• _About this task_:
Restate verbatim the span of lines below between the line with "pub enum ConnectionState" and the line with "cannot start from.", including those two lines, and only that span.

Collected data:
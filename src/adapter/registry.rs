// ABOUTME: Per-connection state and provisioned circuit table.
// ABOUTME: A lock-guarded map keyed by ConnectionId, one entry per in-flight connection.

use crate::provision::ProvisionedCircuit;
use crate::types::{CircuitId, ConnectionId};
use parking_lot::Mutex;
use std::collections::HashMap;
use std::fmt;

/// Lifecycle of one connection as seen by the adapter.
///
/// `Unallocated` means no entry exists. `Terminated` is the state a
/// connection reaches when its circuit is removed; the entry is dropped at
/// that point, so it is never stored.
#[derive(Debug, Clone, Copy, PartialEq, Eq)]
pub enum ConnectionState {
    Unallocated,
    ResourcesNamed,
    SetupInProgress,
    Active,
    TeardownInProgress,
    Terminated,
}

impl fmt::Display for ConnectionState {
    fn fmt(&self, f: &mut fmt::Formatter<'_>) -> fmt::Result {
        let s = match self {
            ConnectionState::Unallocated => "unallocated",
            ConnectionState::ResourcesNamed => "resources-named",
            ConnectionState::SetupInProgress => "setup-in-progress",
            ConnectionState::Active => "active",
            ConnectionState::TeardownInProgress => "teardown-in-progress",
            ConnectionState::Terminated => "terminated",
        };
        f.write_str(s)
    }
}

/// Why a registry transition was refused.
#[derive(Debug, Clone, PartialEq, Eq)]
pub enum TransitionError {
    /// No provisioned circuit is recorded for the connection.
    NoCircuit(ConnectionState),
    /// The connection is in a state the operation cannot start from.
    WrongState(ConnectionState),
}

#[derive(Debug)]
struct Entry {
    state: ConnectionState,
    circuit: Option<ProvisionedCircuit>,
}

impl Entry {
    fn named() -> Self {
        Self {
            state: ConnectionState::ResourcesNamed,
            circuit: None,
        }
    }
}

#[derive(Debug, Default)]
pub struct ConnectionRegistry {
    entries: Mutex<HashMap<ConnectionId, Entry>>,
}

impl ConnectionRegistry {
    pub fn new() -> Self {
        Self::default()
    }

    /// Reserve a fresh id. `generate` is called again whenever it produces an
    /// id that is already held; check and insert happen under one lock.
    pub fn allocate_with(&self, mut generate: impl FnMut() -> ConnectionId) -> ConnectionId {
        let mut entries = self.entries.lock();
        loop {
            let id = generate();
            if !entries.contains_key(&id) {
                entries.insert(id.clone(), Entry::named());
                return id;
            }
            tracing::debug!(%id, "connection id collision, regenerating");
        }
    }

    pub fn state(&self, id: &ConnectionId) -> ConnectionState {
        self.entries
            .lock()
            .get(id)
            .map(|e| e.state)
            .unwrap_or(ConnectionState::Unallocated)
    }

    pub fn circuit(&self, id: &ConnectionId) -> Option<ProvisionedCircuit> {
        self.entries.lock().get(id).and_then(|e| e.circuit.clone())
    }

    /// Number of connections held, in any state.
    pub fn len(&self) -> usize {
        self.entries.lock().len()
    }

    pub fn is_empty(&self) -> bool {
        self.entries.lock().is_empty()
    }

    /// Number of connections with a provisioned circuit.
    pub fn active_count(&self) -> usize {
        self.entries
            .lock()
            .values()
            .filter(|e| e.circuit.is_some())
            .count()
    }

    /// Unallocated or ResourcesNamed -> SetupInProgress.
    /// Ids the adapter never handed out are accepted.
    pub fn begin_setup(&self, id: &ConnectionId) -> Result<(), TransitionError> {
        let mut entries = self.entries.lock();
        let entry = entries.entry(id.clone()).or_insert_with(Entry::named);
        match entry.state {
            ConnectionState::ResourcesNamed => {
                entry.state = ConnectionState::SetupInProgress;
                Ok(())
            }
            other => Err(TransitionError::WrongState(other)),
        }
    }

    /// SetupInProgress -> Active, recording the circuit.
    pub fn finish_setup(&self, id: &ConnectionId, circuit: ProvisionedCircuit) {
        let mut entries = self.entries.lock();
        let entry = entries.entry(id.clone()).or_insert_with(Entry::named);
        entry.state = ConnectionState::Active;
        entry.circuit = Some(circuit);
    }

    /// SetupInProgress -> ResourcesNamed after a failed setup.
    pub fn abort_setup(&self, id: &ConnectionId) {
        if let Some(entry) = self.entries.lock().get_mut(id)
            && entry.state == ConnectionState::SetupInProgress
        {
            entry.state = ConnectionState::ResourcesNamed;
        }
    }

    /// Active -> TeardownInProgress, returning the circuit to remove.
    ///
    /// A connection that was named but never got a circuit (never set up, or
    /// its setup failed) is terminated here: the entry is dropped and
    /// `NoCircuit` is still reported.
    pub fn begin_teardown(&self, id: &ConnectionId) -> Result<CircuitId, TransitionError> {
        let mut entries = self.entries.lock();
        let Some(entry) = entries.get_mut(id) else {
            return Err(TransitionError::NoCircuit(ConnectionState::Unallocated));
        };
        match entry.state {
            ConnectionState::Active => match &entry.circuit {
                Some(circuit) => {
                    let circuit_id = circuit.circuit_id.clone();
                    entry.state = ConnectionState::TeardownInProgress;
                    Ok(circuit_id)
                }
                None => Err(TransitionError::NoCircuit(ConnectionState::Active)),
            },
            ConnectionState::ResourcesNamed => {
                entries.remove(id);
                Err(TransitionError::NoCircuit(ConnectionState::ResourcesNamed))
            }
            ConnectionState::TeardownInProgress => Err(TransitionError::WrongState(entry.state)),
            state => Err(TransitionError::NoCircuit(state)),
        }
    }

    /// TeardownInProgress -> Terminated. The entry is dropped.
    pub fn finish_teardown(&self, id: &ConnectionId) -> Option<ProvisionedCircuit> {
        self.entries.lock().remove(id).and_then(|e| e.circuit)
    }

    /// TeardownInProgress -> Active; the circuit is kept so the controller
    /// can try again.
    pub fn abort_teardown(&self, id: &ConnectionId) {
        if let Some(entry) = self.entries.lock().get_mut(id)
            && entry.state == ConnectionState::TeardownInProgress
        {
            entry.state = ConnectionState::Active;
        }
    }

    /// Drop an allocated id that never got a circuit.
    pub fn release(&self, id: &ConnectionId) -> bool {
        let mut entries = self.entries.lock();
        match entries.get(id) {
            Some(entry) if entry.state == ConnectionState::ResourcesNamed => {
                entries.remove(id);
                true
            }
            _ => false,
        }
    }
}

• _Result of the task_:
pub enum ConnectionState {
    Unallocated,
    ResourcesNamed,
    SetupInProgress,
    Active,
    TeardownInProgress,
    Terminated,
}

impl fmt::Display for ConnectionState {
    fn fmt(&self, f: &mut fmt::Formatter<'_>) -> fmt::Result {
        let s = match self {
            ConnectionState::Unallocated => "unallocated",
            ConnectionState::ResourcesNamed => "resources-named",
            ConnectionState::SetupInProgress => "setup-in-progress",
            ConnectionState::Active => "active",
            ConnectionState::TeardownInProgress => "teardown-in-progress",
            ConnectionState::Terminated => "terminated",
        };
        f.write_str(s)
    }
}

/// Why a registry transition was refused.
#[derive(Debug, Clone, PartialEq, Eq)]
pub enum TransitionError {
    /// No provisioned circuit is recorded for the connection.
    NoCircuit(ConnectionState),
    /// The connection is in a state the operation cannot start from.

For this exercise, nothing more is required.